Behind the televised clatter of mechanized combat during last month's RoboGames in San Francisco was a quiet concern. Robots won't save the world. But, equipped with enough intelligence and mechanical precision, they could disarm bombs and perform battlefield surgery. They could weld car bodies, explore Mars or Titan. The concern, expressed by proselytizers like David Calkins of San Francisco State University or Bob Bluhm of Tektronix Inc., was over who would take responsibility for developing this machinery.
In the absence of a large-scale multicorporation effort, robot development seems to fall on the shoulders of students and hobbyists. Competitions like the RoboGames and the more-visible Darpa Grand Challenge seem designed to encourage student participation. The Defense Advanced Research Projects Agency, in fact, is offering a $1 million prize to the university team that successfully sends an autonomous vehicle across the Mohave Desert, roughly 140 miles, from Barstow, Calif., to Las Vegas. Tektronix is sponsoring the Cornell University team, said Bluhm, who is general manager of the company's "value scope" division.

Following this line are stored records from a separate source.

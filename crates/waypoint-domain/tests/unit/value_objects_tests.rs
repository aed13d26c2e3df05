//! Unit tests for value objects

use std::time::Duration;
use waypoint_domain::value_objects::{
    CacheStats, ContentType, IntegrationMode, SetCondition, integration_env_var,
};

#[test]
fn test_content_type_ttl_table() {
    assert_eq!(ContentType::Realtime.ttl(), Duration::from_secs(60));
    assert_eq!(ContentType::TimeSensitive.ttl(), Duration::from_secs(900));
    assert_eq!(ContentType::Daily.ttl(), Duration::from_secs(86_400));
    assert_eq!(ContentType::SemiStatic.ttl(), Duration::from_secs(7 * 86_400));
    assert_eq!(ContentType::Static.ttl(), Duration::from_secs(30 * 86_400));
}

#[test]
fn test_content_type_buckets_are_ordered_by_ttl() {
    let ttls: Vec<u64> = ContentType::ALL.iter().map(|c| c.ttl_secs()).collect();
    let mut sorted = ttls.clone();
    sorted.sort_unstable();
    assert_eq!(ttls, sorted);
}

#[test]
fn test_content_type_serde() {
    let json = serde_json::to_string(&ContentType::TimeSensitive).unwrap();
    assert_eq!(json, "\"TIME_SENSITIVE\"");
    assert_eq!(ContentType::SemiStatic.to_string(), "SEMI_STATIC");
}

#[test]
fn test_integration_mode_parse_is_case_insensitive() {
    assert_eq!("MCP".parse::<IntegrationMode>().unwrap(), IntegrationMode::Mcp);
    assert_eq!(" Direct ".parse::<IntegrationMode>().unwrap(), IntegrationMode::Direct);
    assert!("grpc".parse::<IntegrationMode>().is_err());
}

#[test]
fn test_integration_mode_defaults_to_direct() {
    assert_eq!(IntegrationMode::default(), IntegrationMode::Direct);
    assert!(IntegrationMode::Direct.is_direct());
    assert!(!IntegrationMode::Mcp.is_direct());
}

#[test]
fn test_integration_env_var() {
    assert_eq!(integration_env_var("cache"), "FEATURE_CACHE_INTEGRATION");
    assert_eq!(
        integration_env_var("weather-api"),
        "FEATURE_WEATHER_API_INTEGRATION"
    );
}

#[test]
fn test_set_condition_redis_args() {
    assert_eq!(SetCondition::Always.as_redis_arg(), None);
    assert_eq!(SetCondition::IfAbsent.as_redis_arg(), Some("NX"));
    assert_eq!(SetCondition::IfPresent.as_redis_arg(), Some("XX"));
}

#[test]
fn test_cache_stats_hit_rate() {
    let stats = CacheStats {
        hits: 3,
        misses: 1,
        ..CacheStats::default()
    };
    assert!((stats.calculate_hit_rate() - 0.75).abs() < f64::EPSILON);
    assert!(CacheStats::new().calculate_hit_rate().abs() < f64::EPSILON);
}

In San Francisco, local television made much of the clattering, spark-filled robot combat duels between spinners and wheeled platforms. Of less interest to the cameras were contests like Robo-Magellan, in which an autonomous overland vehicle must find its way through an unknown, obstacle-filled territory-frequently pausing to recalculate and sometimes losing its way and stalling. Robo-Magellan, like the Darpa Grand Challenge, failed to produce a winner. "The technology development stage is probably between that of an Apple I and an Apple II," said Calkins, who is president of the American Robotics Society and professor of robotics and computer engineering at San Francisco State, where the RoboGames were held.

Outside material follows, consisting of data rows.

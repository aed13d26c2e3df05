//! Configuration types module

pub mod app;
pub mod cache;
pub mod integration;
pub mod lock;
pub mod logging;

pub use app::AppConfig;
pub use cache::CacheConfig;
pub use integration::IntegrationConfig;
pub use lock::LockConfig;
pub use logging::LoggingConfig;
//! Waypoint - Entry Point

use clap::Parser;
use waypoint::{Cli, run};

#[tokio::main]
async fn main() -> anyhow::Result<()> {
    run(Cli::parse()).await
}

"Sony and Honda have built brilliant walkers," Calkins said, referring to the cost-is-no-object biped androids whose mechanical movements emulate human motion. "But these guys," he said, referring to contestants in the games, "these guys build them in their garages for one or two thousand dollars."
One reason is that market applications may be too fragmented to encourage multicompany participation. Unlike personal computers or cell phones-which require not only hundreds of millions of units, but also a massive infrastructure-the market for robots is splintered among many specialized applications (like autonomous vacuum cleaners or lawn movers), each requiring its own specialized programming effort, if not its own specialized hardware. No single market sliver seems large enough to encourage billion-dollar investments. Only 42,000 industrial robots are consumed each year, according to some estimates. Even with a digital-to-analog converter in every joint of a six-axis robot, there wouldn't be enough volume to pay for the laser trimming you would need to build a 14-bit-accurate device.

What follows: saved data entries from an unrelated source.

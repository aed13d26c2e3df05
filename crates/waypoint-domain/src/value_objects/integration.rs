//! Integration mode value objects

use crate::constants::{INTEGRATION_ENV_PREFIX, INTEGRATION_ENV_SUFFIX};
use crate::error::Error;
use serde::{Deserialize, Serialize};
use std::fmt;
use std::str::FromStr;

/// Wire strategy used to reach a backend service
///
/// - `Mcp`: legacy strategy, every command is a tool call on an MCP server
///   that wraps the backend
/// - `Direct`: the backend's own client library talks to it directly
#[derive(Debug, Clone, Copy, Serialize, Deserialize, PartialEq, Eq, Hash, Default)]
#[serde(rename_all = "lowercase")]
pub enum IntegrationMode {
    /// Legacy RPC-wrapper strategy
    Mcp,
    /// Direct-SDK strategy
    #[default]
    Direct,
}

impl IntegrationMode {
    /// Lowercase wire name (`mcp` / `direct`)
    pub fn as_str(self) -> &'static str {
        match self {
            Self::Mcp => "mcp",
            Self::Direct => "direct",
        }
    }

    /// Check if this is the direct-SDK strategy
    pub fn is_direct(self) -> bool {
        self == Self::Direct
    }
}

impl fmt::Display for IntegrationMode {
    fn fmt(&self, f: &mut fmt::Formatter<'_>) -> fmt::Result {
        f.write_str(self.as_str())
    }
}

impl FromStr for IntegrationMode {
    type Err = Error;

    fn from_str(s: &str) -> Result<Self, Self::Err> {
        match s.trim().to_ascii_lowercase().as_str() {
            "mcp" => Ok(Self::Mcp),
            "direct" => Ok(Self::Direct),
            other => Err(Error::invalid_argument(format!(
                "Invalid integration mode '{other}'. Use 'mcp' or 'direct'"
            ))),
        }
    }
}

/// Name of the environment variable that selects a service's mode
///
/// `weather-api` becomes `FEATURE_WEATHER_API_INTEGRATION`.
pub fn integration_env_var(service: &str) -> String {
    let normalized: String = service
        .chars()
        .map(|c| {
            if c.is_ascii_alphanumeric() {
                c.to_ascii_uppercase()
            } else {
                '_'
            }
        })
        .collect();
    format!("{INTEGRATION_ENV_PREFIX}{normalized}{INTEGRATION_ENV_SUFFIX}")
}
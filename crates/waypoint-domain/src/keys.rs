//! Cache key derivation
//!
//! Keys are namespaced strings (`<namespace>:<rest>`). Memoization keys hash
//! a canonical JSON rendering of the call arguments so their length stays
//! bounded and identical arguments always produce the same key.

use crate::constants::{KEY_SEPARATOR, LOCK_KEY_PREFIX};
use serde_json::{Value, json};
use sha2::{Digest, Sha256};
use std::collections::BTreeMap;

/// Prefix `key` with `namespace`, unless it already carries it
pub fn namespaced(namespace: &str, key: &str) -> String {
    if namespace.is_empty() {
        return key.to_string();
    }
    match key.strip_prefix(namespace) {
        Some(rest) if rest.starts_with(KEY_SEPARATOR) => key.to_string(),
        _ => format!("{namespace}{KEY_SEPARATOR}{key}"),
    }
}

/// Derived key holding the lock for `lock_key`
pub fn lock_key(lock_key: &str) -> String {
    format!("{LOCK_KEY_PREFIX}{KEY_SEPARATOR}{lock_key}")
}

/// Glob pattern matching every key under `prefix`
pub fn prefix_pattern(prefix: &str) -> String {
    format!("{prefix}{KEY_SEPARATOR}*")
}

/// Memoization key for a call
///
/// Keyword arguments are ordered by name (the map is a `BTreeMap`) and
/// nested JSON objects serialize with sorted keys, so argument order at the
/// call site never changes the key.
pub fn memo_key(prefix: &str, args: &[Value], kwargs: &BTreeMap<String, Value>) -> String {
    let canonical = json!({ "args": args, "kwargs": kwargs }).to_string();
    let digest = Sha256::digest(canonical.as_bytes());
    format!("{prefix}{KEY_SEPARATOR}{}", hex::encode(digest))
}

Nevertheless, it is possible that students, hobbyists and other early adopters will be the ones to show the way.
Three skill sets go into the construction of a robot, Calkins said. One is electronics intelligence, involving the inter-pretation of visual sensor data. Another is electromechanical, largely motor drivers and servos. A third-most dramatic in the combat machines-is precision welding and machining.
On the electronics side, the sensory inputs on the autonomous robots competing in the RoboGames were either CMOS image sensors or infrared detectors. A crude visual pattern-recognition process would determine what the robot was looking at and how it should respond. In one RoboGames event, Aibo Soccer, Sony's robot dogs were programmed to distinguish an orange ball on a green playing field, and to swat it toward a color-coded goal with their snouts. The smarts for visual pattern recognition were provided by a MIPS R6000 processor. Microsoft Corp. provided C++ programming tools in sponsorship of one of the student teams.